Data items
##############################

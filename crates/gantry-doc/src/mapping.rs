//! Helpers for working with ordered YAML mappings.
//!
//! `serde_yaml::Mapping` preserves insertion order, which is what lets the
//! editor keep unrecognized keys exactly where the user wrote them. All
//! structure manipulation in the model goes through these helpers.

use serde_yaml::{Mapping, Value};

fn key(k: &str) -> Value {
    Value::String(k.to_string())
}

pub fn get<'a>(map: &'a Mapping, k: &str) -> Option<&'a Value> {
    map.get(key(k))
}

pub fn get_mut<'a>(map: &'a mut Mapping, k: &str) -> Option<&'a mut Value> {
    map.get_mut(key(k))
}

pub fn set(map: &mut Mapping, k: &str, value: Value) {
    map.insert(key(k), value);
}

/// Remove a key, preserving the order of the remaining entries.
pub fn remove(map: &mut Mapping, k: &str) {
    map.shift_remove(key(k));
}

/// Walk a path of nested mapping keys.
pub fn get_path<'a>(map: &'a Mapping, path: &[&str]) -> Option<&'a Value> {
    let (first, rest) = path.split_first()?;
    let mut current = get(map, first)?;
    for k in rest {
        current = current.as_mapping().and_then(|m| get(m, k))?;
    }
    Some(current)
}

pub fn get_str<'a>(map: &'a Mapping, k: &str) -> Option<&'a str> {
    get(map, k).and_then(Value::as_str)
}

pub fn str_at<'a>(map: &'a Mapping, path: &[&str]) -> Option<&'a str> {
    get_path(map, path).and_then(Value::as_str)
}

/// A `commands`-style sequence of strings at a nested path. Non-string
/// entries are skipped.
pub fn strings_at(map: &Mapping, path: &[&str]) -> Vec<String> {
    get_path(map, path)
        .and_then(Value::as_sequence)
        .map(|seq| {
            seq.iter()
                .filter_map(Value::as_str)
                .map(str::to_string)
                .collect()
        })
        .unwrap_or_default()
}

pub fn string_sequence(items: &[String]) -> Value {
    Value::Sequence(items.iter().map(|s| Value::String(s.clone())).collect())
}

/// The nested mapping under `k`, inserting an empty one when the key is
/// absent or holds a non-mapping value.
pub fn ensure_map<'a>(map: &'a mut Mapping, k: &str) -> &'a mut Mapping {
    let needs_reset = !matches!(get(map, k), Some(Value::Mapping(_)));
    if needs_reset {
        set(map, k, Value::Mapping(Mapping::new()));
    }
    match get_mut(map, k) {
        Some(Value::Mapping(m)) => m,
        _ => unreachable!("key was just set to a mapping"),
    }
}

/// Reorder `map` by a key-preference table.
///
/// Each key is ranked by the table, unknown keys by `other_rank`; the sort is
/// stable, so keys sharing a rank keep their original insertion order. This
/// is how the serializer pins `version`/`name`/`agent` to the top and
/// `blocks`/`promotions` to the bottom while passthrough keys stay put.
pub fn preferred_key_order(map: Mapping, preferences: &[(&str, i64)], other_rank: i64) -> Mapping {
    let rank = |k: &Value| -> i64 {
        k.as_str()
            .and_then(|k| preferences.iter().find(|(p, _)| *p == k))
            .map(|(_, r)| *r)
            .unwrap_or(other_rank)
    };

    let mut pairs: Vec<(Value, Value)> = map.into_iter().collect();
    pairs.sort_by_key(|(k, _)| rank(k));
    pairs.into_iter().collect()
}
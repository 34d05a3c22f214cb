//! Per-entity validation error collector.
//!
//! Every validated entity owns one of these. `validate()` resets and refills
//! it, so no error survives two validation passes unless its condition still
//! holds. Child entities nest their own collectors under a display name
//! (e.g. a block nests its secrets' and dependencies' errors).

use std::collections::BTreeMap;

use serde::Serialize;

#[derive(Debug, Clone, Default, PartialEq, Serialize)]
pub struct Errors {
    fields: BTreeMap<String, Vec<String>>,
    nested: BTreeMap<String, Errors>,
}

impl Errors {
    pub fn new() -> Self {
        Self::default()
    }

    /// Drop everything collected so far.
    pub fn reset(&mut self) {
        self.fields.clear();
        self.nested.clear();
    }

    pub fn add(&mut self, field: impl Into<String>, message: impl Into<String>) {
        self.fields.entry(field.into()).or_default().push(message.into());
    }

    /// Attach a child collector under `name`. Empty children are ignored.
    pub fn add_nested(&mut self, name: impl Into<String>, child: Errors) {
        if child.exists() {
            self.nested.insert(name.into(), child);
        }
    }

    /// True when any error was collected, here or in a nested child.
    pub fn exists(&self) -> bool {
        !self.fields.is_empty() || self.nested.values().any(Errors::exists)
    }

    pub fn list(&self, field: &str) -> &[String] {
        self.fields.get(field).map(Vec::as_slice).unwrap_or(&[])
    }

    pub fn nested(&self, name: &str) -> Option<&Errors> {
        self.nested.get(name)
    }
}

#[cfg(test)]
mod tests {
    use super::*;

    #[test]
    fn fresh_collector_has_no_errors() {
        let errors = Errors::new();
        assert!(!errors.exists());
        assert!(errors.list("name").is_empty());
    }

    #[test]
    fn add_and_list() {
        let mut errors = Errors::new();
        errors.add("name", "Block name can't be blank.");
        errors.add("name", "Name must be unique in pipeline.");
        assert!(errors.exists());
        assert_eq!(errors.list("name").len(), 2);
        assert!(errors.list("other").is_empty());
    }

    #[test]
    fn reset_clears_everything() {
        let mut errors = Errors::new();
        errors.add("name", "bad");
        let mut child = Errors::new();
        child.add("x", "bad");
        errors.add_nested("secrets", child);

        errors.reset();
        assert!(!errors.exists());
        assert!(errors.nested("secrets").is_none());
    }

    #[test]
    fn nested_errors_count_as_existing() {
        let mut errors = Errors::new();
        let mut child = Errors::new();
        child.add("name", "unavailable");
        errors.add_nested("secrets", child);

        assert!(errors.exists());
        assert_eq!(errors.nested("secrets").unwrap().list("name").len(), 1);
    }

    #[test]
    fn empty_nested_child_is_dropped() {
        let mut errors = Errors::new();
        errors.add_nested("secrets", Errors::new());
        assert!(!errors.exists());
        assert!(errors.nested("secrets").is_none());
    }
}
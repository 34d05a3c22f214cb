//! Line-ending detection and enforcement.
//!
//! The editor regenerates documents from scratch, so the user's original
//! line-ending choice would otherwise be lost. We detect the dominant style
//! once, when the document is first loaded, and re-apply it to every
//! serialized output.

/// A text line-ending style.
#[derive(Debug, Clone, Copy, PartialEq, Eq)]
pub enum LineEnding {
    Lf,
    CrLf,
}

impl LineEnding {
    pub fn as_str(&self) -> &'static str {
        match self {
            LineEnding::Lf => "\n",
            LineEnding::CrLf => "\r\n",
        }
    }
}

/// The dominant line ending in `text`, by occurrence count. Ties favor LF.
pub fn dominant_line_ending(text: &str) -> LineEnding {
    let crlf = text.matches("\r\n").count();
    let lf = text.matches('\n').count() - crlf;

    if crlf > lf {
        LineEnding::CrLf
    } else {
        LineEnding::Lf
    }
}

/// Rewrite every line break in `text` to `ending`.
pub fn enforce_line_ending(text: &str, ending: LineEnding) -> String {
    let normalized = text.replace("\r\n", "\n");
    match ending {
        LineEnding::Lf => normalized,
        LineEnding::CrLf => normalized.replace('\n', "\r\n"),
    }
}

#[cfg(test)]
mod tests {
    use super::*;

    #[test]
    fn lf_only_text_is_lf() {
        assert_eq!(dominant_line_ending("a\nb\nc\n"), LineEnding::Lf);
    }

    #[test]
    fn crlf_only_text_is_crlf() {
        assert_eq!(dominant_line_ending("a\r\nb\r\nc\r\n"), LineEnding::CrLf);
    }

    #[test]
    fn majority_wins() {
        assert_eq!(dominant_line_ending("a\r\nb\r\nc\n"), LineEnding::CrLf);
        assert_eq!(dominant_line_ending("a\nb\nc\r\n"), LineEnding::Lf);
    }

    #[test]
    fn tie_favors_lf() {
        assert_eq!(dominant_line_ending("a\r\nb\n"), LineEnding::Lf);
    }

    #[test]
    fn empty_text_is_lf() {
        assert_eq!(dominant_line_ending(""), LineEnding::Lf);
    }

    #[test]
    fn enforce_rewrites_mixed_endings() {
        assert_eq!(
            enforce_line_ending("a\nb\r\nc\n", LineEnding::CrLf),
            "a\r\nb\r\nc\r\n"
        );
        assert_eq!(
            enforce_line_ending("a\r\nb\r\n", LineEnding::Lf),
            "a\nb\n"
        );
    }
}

##############################

▶ **Prompt**
Above are the records. Print exactly, and only, the lines from the line with "its condition still" to the line with "pub fn exists(&self)", both inclusive.

▶ **Solution**
//! it, so no error survives two validation passes unless its condition still
//! holds. Child entities nest their own collectors under a display name
//! (e.g. a block nests its secrets' and dependencies' errors).

use std::collections::BTreeMap;

use serde::Serialize;

#[derive(Debug, Clone, Default, PartialEq, Serialize)]
pub struct Errors {
    fields: BTreeMap<String, Vec<String>>,
    nested: BTreeMap<String, Errors>,
}

impl Errors {
    pub fn new() -> Self {
        Self::default()
    }

    /// Drop everything collected so far.
    pub fn reset(&mut self) {
        self.fields.clear();
        self.nested.clear();
    }

    pub fn add(&mut self, field: impl Into<String>, message: impl Into<String>) {
        self.fields.entry(field.into()).or_default().push(message.into());
    }

    /// Attach a child collector under `name`. Empty children are ignored.
    pub fn add_nested(&mut self, name: impl Into<String>, child: Errors) {
        if child.exists() {
            self.nested.insert(name.into(), child);
        }
    }

    /// True when any error was collected, here or in a nested child.
    pub fn exists(&self) -> bool {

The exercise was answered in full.